### EXERCISE REQUIREMENTS
Filter the records down to the lines that hold the word "been", and copy each of those lines.
DATASET: Begin
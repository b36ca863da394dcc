use anchor_lang::prelude::*;

use crate::constants::CONFIG_SEED;
use crate::state::ConfigVesting;
use crate::utils::vesting_math;

pub fn invoke_vesting_handler(ctx: Context<InvokeVesting>) -> Result<()> {
    let now = Clock::get()?.unix_timestamp;

    let cfg = &mut ctx.accounts.config;
    let cap = cfg.authorize(&ctx.accounts.admin.key())?;
    let computed_percent = cfg.invoke(&cap, now)?;

    // Before the cliff the call succeeds without writing anything.
    if computed_percent.is_none() {
        msg!(
            "invoke_vesting: cliff not reached at {} (cliff ends {}), percent stays {}",
            now,
            vesting_math::cliff_end(cfg.start_time, cfg.cliff_duration),
            cfg.current_percent
        );
    }

    emit!(VestingInvoked {
        config: cfg.key(),
        now,
        applied: computed_percent.is_some(),
        computed_percent,
        current_percent: cfg.current_percent,
    });
    Ok(())
}

#[derive(Accounts)]
pub struct InvokeVesting<'info> {
    #[account(
        mut,
        seeds = [CONFIG_SEED, config.token_mint.as_ref()],
        bump = config.bump
    )]
    pub config: Account<'info, ConfigVesting>,

    pub admin: Signer<'info>,
}

#[event]
pub struct VestingInvoked {
    pub config: Pubkey,
    pub now: i64,
    /// False when the cliff had not elapsed and no state changed.
    pub applied: bool,
    pub computed_percent: Option<u8>,
    pub current_percent: u8,
}
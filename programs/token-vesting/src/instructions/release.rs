use anchor_lang::prelude::*;

use crate::constants::CONFIG_SEED;
use crate::state::ConfigVesting;

pub fn release_handler(
    ctx: Context<Release>,
    percent: u8,
    auto_vesting: bool,
    vesting_invoked: bool,
) -> Result<()> {
    let cfg = &mut ctx.accounts.config;
    let cap = cfg.authorize(&ctx.accounts.admin.key())?;
    let previous_percent = cfg.set_percent(&cap, percent, auto_vesting, vesting_invoked)?;

    emit!(PercentReleased {
        config: cfg.key(),
        previous_percent,
        current_percent: cfg.current_percent,
        auto_vesting,
        vesting_invoked,
    });
    Ok(())
}

#[derive(Accounts)]
pub struct Release<'info> {
    #[account(
        mut,
        seeds = [CONFIG_SEED, config.token_mint.as_ref()],
        bump = config.bump
    )]
    pub config: Account<'info, ConfigVesting>,

    pub admin: Signer<'info>,
}

#[event]
pub struct PercentReleased {
    pub config: Pubkey,
    pub previous_percent: u8,
    pub current_percent: u8,
    pub auto_vesting: bool,
    pub vesting_invoked: bool,
}
use anchor_lang::prelude::*;
use anchor_spl::token::TokenAccount;

use crate::constants::{BENEFICIARY_SEED, CONFIG_SEED};
use crate::error::VestingError;
use crate::state::{Beneficiary, ConfigVesting};

pub fn add_beneficiary_handler(ctx: Context<AddBeneficiary>, entitlement: u64) -> Result<()> {
    let config_key = ctx.accounts.config.key();
    let wallet = ctx.accounts.beneficiary_wallet.key();

    let cfg = &mut ctx.accounts.config;
    let cap = cfg.authorize(&ctx.accounts.admin.key())?;

    // `init_if_needed` hands back an existing record untouched; refuse to overwrite it.
    let record = &mut ctx.accounts.beneficiary_data;
    record.ensure_vacant()?;

    let count = cfg.register_beneficiary(&cap, entitlement)?;
    record.register(config_key, wallet, entitlement, ctx.bumps.beneficiary_data);

    emit!(BeneficiaryAdded {
        config: config_key,
        beneficiary_wallet: wallet,
        entitlement,
        beneficiary_count: count,
        total_entitlement: cfg.total_entitlement,
    });

    Ok(())
}

#[derive(Accounts)]
pub struct AddBeneficiary<'info> {
    #[account(
        mut,
        seeds = [CONFIG_SEED, config.token_mint.as_ref()],
        bump = config.bump
    )]
    pub config: Account<'info, ConfigVesting>,

    #[account(
        init_if_needed,
        payer = admin,
        space = 8 + Beneficiary::SIZE,
        seeds = [BENEFICIARY_SEED, config.key().as_ref(), beneficiary_wallet.key().as_ref()],
        bump
    )]
    pub beneficiary_data: Account<'info, Beneficiary>,

    #[account(
        constraint = beneficiary_wallet.mint == config.token_mint @ VestingError::InvalidTokenMint,
    )]
    pub beneficiary_wallet: Account<'info, TokenAccount>,

    #[account(mut)]
    pub admin: Signer<'info>,

    pub system_program: Program<'info, System>,
}

#[event]
pub struct BeneficiaryAdded {
    pub config: Pubkey,
    pub beneficiary_wallet: Pubkey,
    pub entitlement: u64,
    pub beneficiary_count: u32,
    pub total_entitlement: u64,
}
use anchor_lang::prelude::*;

use crate::constants::{BENEFICIARY_SEED, CONFIG_SEED};
use crate::state::{Beneficiary, ConfigVesting, VestingStatus};
use crate::utils::vesting_math;

pub fn emit_claim_quote_handler(ctx: Context<EmitClaimQuote>, wallet: Pubkey) -> Result<()> {
    let cfg = &ctx.accounts.config;
    let record = Beneficiary::load(
        &ctx.accounts.beneficiary_data.to_account_info(),
        &cfg.key(),
        &wallet,
    )?;

    let now = Clock::get()?.unix_timestamp;
    let percent = cfg.current_percent;

    emit!(ClaimQuote {
        wallet,
        current_percent: percent,
        entitled: record.entitled(percent)?,
        claimed: record.claimed_tokens,
        claimable: record.claimable(percent)?,
        cliff_reached: vesting_math::cliff_reached(now, cfg.start_time, cfg.cliff_duration),
        funded: cfg.status == VestingStatus::Funded,
    });

    Ok(())
}

#[derive(Accounts)]
#[instruction(wallet: Pubkey)]
pub struct EmitClaimQuote<'info> {
    #[account(
        seeds = [CONFIG_SEED, config.token_mint.as_ref()],
        bump = config.bump
    )]
    pub config: Account<'info, ConfigVesting>,

    /// CHECK: Address pinned by seeds; read-only, validated via `Beneficiary::load`.
    #[account(
        seeds = [BENEFICIARY_SEED, config.key().as_ref(), wallet.as_ref()],
        bump
    )]
    pub beneficiary_data: UncheckedAccount<'info>,
}

#[event]
pub struct ClaimQuote {
    pub wallet: Pubkey,
    pub current_percent: u8,
    pub entitled: u64,
    pub claimed: u64,
    /// Owed at the current percent, ignoring the cliff.
    pub claimable: u64,
    pub cliff_reached: bool,
    pub funded: bool,
}
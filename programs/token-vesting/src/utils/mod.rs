pub mod escrow;
pub mod vesting_math;
use anchor_lang::prelude::*;
use anchor_spl::token::{Token, TokenAccount};

use crate::constants::{CONFIG_SEED, ESCROW_SEED};
use crate::error::VestingError;
use crate::state::ConfigVesting;
use crate::utils::escrow;

pub fn revoke_vesting_handler(ctx: Context<RevokeVesting>) -> Result<()> {
    let cfg = &mut ctx.accounts.config;
    let cap = cfg.authorize(&ctx.accounts.admin.key())?;
    let amount = cfg.revoke(&cap, ctx.accounts.escrow_wallet.amount)?;

    let cfg = &ctx.accounts.config;
    escrow::release(
        ctx.accounts.token_program.to_account_info(),
        ctx.accounts.escrow_wallet.to_account_info(),
        ctx.accounts.admin_token_account.to_account_info(),
        cfg.to_account_info(),
        &cfg.signer_seeds(),
        amount,
    )?;

    emit!(EscrowReclaimed {
        config: cfg.key(),
        admin: cap.admin(),
        amount,
        total_claimed: cfg.total_claimed,
        total_reclaimed: cfg.total_reclaimed,
    });
    Ok(())
}

#[derive(Accounts)]
pub struct RevokeVesting<'info> {
    #[account(
        mut,
        seeds = [CONFIG_SEED, config.token_mint.as_ref()],
        bump = config.bump,
        has_one = escrow_wallet @ VestingError::InvalidTokenAccount,
    )]
    pub config: Account<'info, ConfigVesting>,

    #[account(
        mut,
        seeds = [ESCROW_SEED, config.key().as_ref()],
        bump = config.escrow_bump,
    )]
    pub escrow_wallet: Account<'info, TokenAccount>,

    #[account(
        mut,
        constraint = admin_token_account.mint == config.token_mint @ VestingError::InvalidTokenMint,
        constraint = admin_token_account.owner == admin.key() @ VestingError::InvalidTokenAccount,
    )]
    pub admin_token_account: Account<'info, TokenAccount>,

    pub admin: Signer<'info>,

    pub token_program: Program<'info, Token>,
}

#[event]
pub struct EscrowReclaimed {
    pub config: Pubkey,
    pub admin: Pubkey,
    pub amount: u64,
    pub total_claimed: u64,
    pub total_reclaimed: u64,
}
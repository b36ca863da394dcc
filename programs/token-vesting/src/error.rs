use anchor_lang::prelude::*;

/// Custom error codes for the token vesting escrow.
#[error_code]
pub enum VestingError {
    #[msg("Unauthorized: signer lacks the required role")]
    Unauthorized,

    #[msg("Vesting has already been initialized")]
    AlreadyInitialized,

    #[msg("Beneficiary record already exists")]
    AlreadyExists,

    #[msg("Invalid amount (must be > 0)")]
    InvalidAmount,

    #[msg("Invalid percent (must be <= 100 and not below the current percent)")]
    InvalidPercent,

    #[msg("Insufficient funds in source account")]
    InsufficientFunds,

    #[msg("Claim before cliff time")]
    BeforeCliff,

    #[msg("Cliff has not elapsed yet")]
    TooEarly,

    #[msg("Nothing available to claim")]
    NothingToClaim,

    #[msg("Beneficiary record not found")]
    RecordNotFound,

    #[msg("Vesting is not in automatic mode")]
    VestingNotAutomatic,

    #[msg("Vesting escrow has not been funded")]
    VestingNotFunded,

    #[msg("Vesting revoked by admin")]
    VestingRevoked,

    #[msg("Escrow wallet is empty")]
    NothingToReclaim,

    #[msg("Total entitlement would exceed the deposited amount")]
    EntitlementExceedsDeposit,

    #[msg("Decimals do not match the token mint")]
    InvalidDecimals,

    #[msg("Invalid timestamp")]
    InvalidTimestamp,

    #[msg("Invalid token mint")]
    InvalidTokenMint,

    #[msg("Invalid token account")]
    InvalidTokenAccount,

    #[msg("Invalid lifecycle transition")]
    InvalidLifecycle,

    #[msg("Math overflow")]
    MathOverflow,
}

/// Result of the runtime-independent vesting engine.
pub type VestingResult<T> = core::result::Result<T, VestingError>;
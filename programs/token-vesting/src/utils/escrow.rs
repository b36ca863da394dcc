//! SPL token transfers into and out of the escrow.
//! Outbound transfers are authorized by the config PDA that owns the escrow.

use anchor_lang::prelude::*;
use anchor_spl::token::{self, Transfer};

/// Admin-signed deposit from `source` into the escrow.
pub fn deposit<'info>(
    token_program: AccountInfo<'info>,
    source: AccountInfo<'info>,
    escrow: AccountInfo<'info>,
    admin: AccountInfo<'info>,
    amount: u64,
) -> Result<()> {
    token::transfer(
        CpiContext::new(
            token_program,
            Transfer {
                from: source,
                to: escrow,
                authority: admin,
            },
        ),
        amount,
    )
}

/// Moves `amount` out of the escrow, signed with the config PDA seeds.
pub fn release<'info>(
    token_program: AccountInfo<'info>,
    escrow: AccountInfo<'info>,
    destination: AccountInfo<'info>,
    config: AccountInfo<'info>,
    config_seeds: &[&[u8]],
    amount: u64,
) -> Result<()> {
    let signer_seeds: &[&[&[u8]]] = &[config_seeds];
    token::transfer(
        CpiContext::new_with_signer(
            token_program,
            Transfer {
                from: escrow,
                to: destination,
                authority: config,
            },
            signer_seeds,
        ),
        amount,
    )
}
DATASET: End
### SOLUTION TO THE EXERCISE
    #[msg("Vesting has already been initialized")]
    #[msg("Vesting escrow has not been funded")]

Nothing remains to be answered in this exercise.